>>

use axum::{
    Json,
    extract::{Path, Query, State},
    http::StatusCode,
};
use mesrs_core::{AppError, Paginated, PaginationParams};
use tracing::instrument;
use uuid::Uuid;

use crate::middleware::request::RequestMeta;
use crate::middleware::role::{RequireStaff, RequireTeacher};
use crate::modules::activity::{ActivityAction, ActivityService, Actor, ResourceType};
use crate::modules::auth::controller::ErrorResponse;
use crate::modules::exams::model::{
    CreateExamDto, CreateExamResultDto, Exam, ExamFilterParams, ExamResult, UpdateExamDto,
    UpdateExamResultDto,
};
use crate::modules::exams::service::ExamService;
use crate::state::AppState;
use crate::validator::ValidatedJson;

/// Schedules an exam for a course.
#[utoipa::path(
    post,
    path = "/api/exams",
    request_body = CreateExamDto,
    responses(
        (status = 201, description = "Exam created", body = Exam),
        (status = 401, description = "Unauthorized", body = ErrorResponse),
        (status = 403, description = "Forbidden", body = ErrorResponse),
        (status = 422, description = "Validation error", body = ErrorResponse)
    ),
    security(("bearer_auth" = [])),
    tag = "Exams"
)]
#[instrument(skip(state, dto))]
pub async fn create_exam(
    State(state): State<AppState>,
    RequireStaff(auth_user): RequireStaff,
    meta: RequestMeta,
    ValidatedJson(dto): ValidatedJson<CreateExamDto>,
) -> Result<(StatusCode, Json<Exam>), AppError> {
    let exam = ExamService::create_exam(&state.db, dto).await?;

    let actor = Actor::from_auth(&auth_user, meta);
    ActivityService::record_change(
        &state,
        &actor,
        ActivityAction::Create,
        ResourceType::Exam,
        Some(exam.id),
    )
    .await;

    Ok((StatusCode::CREATED, Json(exam)))
}

#[utoipa::path(
    get,
    path = "/api/exams",
    params(ExamFilterParams),
    responses(
        (status = 200, description = "Exams matching the filters", body = Paginated<Exam>),
        (status = 401, description = "Unauthorized", body = ErrorResponse)
    ),
    security(("bearer_auth" = [])),
    tag = "Exams"
)]
#[instrument(skip(state))]
pub async fn list_exams(
    State(state): State<AppState>,
    Query(filters): Query<ExamFilterParams>,
) -> Result<Json<Paginated<Exam>>, AppError> {
    Ok(Json(ExamService::list_exams(&state.db, filters).await?))
}

#[utoipa::path(
    get,
    path = "/api/exams/{id}",
    params(("id" = Uuid, Path, description = "Exam ID")),
    responses(
        (status = 200, description = "Exam", body = Exam),
        (status = 401, description = "Unauthorized", body = ErrorResponse),
        (status = 404, description = "Exam not found", body = ErrorResponse)
    ),
    security(("bearer_auth" = [])),
    tag = "Exams"
)]
#[instrument(skip(state))]
pub async fn get_exam(
    State(state): State<AppState>,
    Path(id): Path<Uuid>,
) -> Result<Json<Exam>, AppError> {
    Ok(Json(ExamService::get_exam(&state.db, id).await?))
}

/// Lowering `max_score` below an already recorded score is rejected.
#[utoipa::path(
    put,
    path = "/api/exams/{id}",
    params(("id" = Uuid, Path, description = "Exam ID")),
    request_body = UpdateExamDto,
    responses(
        (status = 200, description = "Exam updated", body = Exam),
        (status = 401, description = "Unauthorized", body = ErrorResponse),
        (status = 403, description = "Forbidden", body = ErrorResponse),
        (status = 404, description = "Exam not found", body = ErrorResponse),
        (status = 422, description = "Validation error", body = ErrorResponse)
    ),
    security(("bearer_auth" = [])),
    tag = "Exams"
)]
#[instrument(skip(state, dto))]
pub async fn update_exam(
    State(state): State<AppState>,
    RequireStaff(auth_user): RequireStaff,
    meta: RequestMeta,
    Path(id): Path<Uuid>,
    ValidatedJson(dto): ValidatedJson<UpdateExamDto>,
) -> Result<Json<Exam>, AppError> {
    let exam = ExamService::update_exam(&state.db, id, dto).await?;

    let actor = Actor::from_auth(&auth_user, meta);
    ActivityService::record_change(
        &state,
        &actor,
        ActivityAction::Update,
        ResourceType::Exam,
        Some(id),
    )
    .await;

    Ok(Json(exam))
}

#[utoipa::path(
    delete,
    path = "/api/exams/{id}",
    params(("id" = Uuid, Path, description = "Exam ID")),
    responses(
        (status = 204, description = "Exam deleted"),
        (status = 400, description = "Exam is still referenced", body = ErrorResponse),
        (status = 401, description = "Unauthorized", body = ErrorResponse),
        (status = 403, description = "Forbidden", body = ErrorResponse),
        (status = 404, description = "Exam not found", body = ErrorResponse)
    ),
    security(("bearer_auth" = [])),
    tag = "Exams"
)]
#[instrument(skip(state))]
pub async fn delete_exam(
    State(state): State<AppState>,
    RequireStaff(auth_user): RequireStaff,
    meta: RequestMeta,
    Path(id): Path<Uuid>,
) -> Result<StatusCode, AppError> {
    ExamService::delete_exam(&state.db, id).await?;

    let actor = Actor::from_auth(&auth_user, meta);
    ActivityService::record_change(
        &state,
        &actor,
        ActivityAction::Delete,
        ResourceType::Exam,
        Some(id),
    )
    .await;

    Ok(StatusCode::NO_CONTENT)
}

#[utoipa::path(
    get,
    path = "/api/exams/{id}/results",
    params(("id" = Uuid, Path, description = "Exam ID"), PaginationParams),
    responses(
        (status = 200, description = "Results recorded for the exam", body = Paginated<ExamResult>),
        (status = 401, description = "Unauthorized", body = ErrorResponse),
        (status = 404, description = "Exam not found", body = ErrorResponse)
    ),
    security(("bearer_auth" = [])),
    tag = "Exams"
)]
#[instrument(skip(state))]
pub async fn list_exam_results(
    State(state): State<AppState>,
    Path(id): Path<Uuid>,
    Query(pagination): Query<PaginationParams>,
) -> Result<Json<Paginated<ExamResult>>, AppError> {
    Ok(Json(ExamService::list_results(&state.db, id, pagination).await?))
}

/// Records a student's score. `is_passed` is derived from the score when omitted.
#[utoipa::path(
    post,
    path = "/api/exams/{id}/results",
    params(("id" = Uuid, Path, description = "Exam ID")),
    request_body = CreateExamResultDto,
    responses(
        (status = 201, description = "Result recorded", body = ExamResult),
        (status = 400, description = "Student already has a result for this exam", body = ErrorResponse),
        (status = 401, description = "Unauthorized", body = ErrorResponse),
        (status = 403, description = "Forbidden", body = ErrorResponse),
        (status = 404, description = "Exam not found", body = ErrorResponse),
        (status = 422, description = "Score out of range", body = ErrorResponse)
    ),
    security(("bearer_auth" = [])),
    tag = "Exams"
)]
#[instrument(skip(state, dto))]
pub async fn create_exam_result(
    State(state): State<AppState>,
    RequireTeacher(auth_user): RequireTeacher,
    meta: RequestMeta,
    Path(id): Path<Uuid>,
    ValidatedJson(dto): ValidatedJson<CreateExamResultDto>,
) -> Result<(StatusCode, Json<ExamResult>), AppError> {
    let result = ExamService::create_result(&state.db, id, dto).await?;

    let actor = Actor::from_auth(&auth_user, meta);
    ActivityService::record_change(
        &state,
        &actor,
        ActivityAction::Create,
        ResourceType::ExamResult,
        Some(result.id),
    )
    .await;

    Ok((StatusCode::CREATED, Json(result)))
}

#[utoipa::path(
    put,
    path = "/api/exam-results/{id}",
    params(("id" = Uuid, Path, description = "Exam result ID")),
    request_body = UpdateExamResultDto,
    responses(
        (status = 200, description = "Result updated", body = ExamResult),
        (status = 401, description = "Unauthorized", body = ErrorResponse),
        (status = 403, description = "Forbidden", body = ErrorResponse),
        (status = 404, description = "Exam result not found", body = ErrorResponse),
        (status = 422, description = "Score out of range", body = ErrorResponse)
    ),
    security(("bearer_auth" = [])),
    tag = "Exams"
)]
#[instrument(skip(state, dto))]
pub async fn update_exam_result(
    State(state): State<AppState>,
    RequireTeacher(auth_user): RequireTeacher,
    meta: RequestMeta,
    Path(id): Path<Uuid>,
    ValidatedJson(dto): ValidatedJson<UpdateExamResultDto>,
) -> Result<Json<ExamResult>, AppError> {
    let result = ExamService::update_result(&state.db, id, dto).await?;

    let actor = Actor::from_auth(&auth_user, meta);
    ActivityService::record_change(
        &state,
        &actor,
        ActivityAction::Update,
        ResourceType::ExamResult,
        Some(id),
    )
    .await;

    Ok(Json(result))
}

#[utoipa::path(
    delete,
    path = "/api/exam-results/{id}",
    params(("id" = Uuid, Path, description = "Exam result ID")),
    responses(
        (status = 204, description = "Result deleted"),
        (status = 401, description = "Unauthorized", body = ErrorResponse),
        (status = 403, description = "Forbidden", body = ErrorResponse),
        (status = 404, description = "Exam result not found", body = ErrorResponse)
    ),
    security(("bearer_auth" = [])),
    tag = "Exams"
)]
#[instrument(skip(state))]
pub async fn delete_exam_result(
    State(state): State<AppState>,
    RequireTeacher(auth_user): RequireTeacher,
    meta: RequestMeta,
    Path(id): Path<Uuid>,
) -> Result<StatusCode, AppError> {
    ExamService::delete_result(&state.db, id).await?;

    let actor = Actor::from_auth(&auth_user, meta);
    ActivityService::record_change(
        &state,
        &actor,
        ActivityAction::Delete,
        ResourceType::ExamResult,
        Some(id),
    )
    .await;

    Ok(StatusCode::NO_CONTENT)
}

<<

PROBLEM DETAILS: Scan the entries above and return each line that holds "deleted".

RESPONSE FOR THIS EXERCISE:
        (status = 204, description = "Exam deleted"),
        (status = 204, description = "Result deleted"),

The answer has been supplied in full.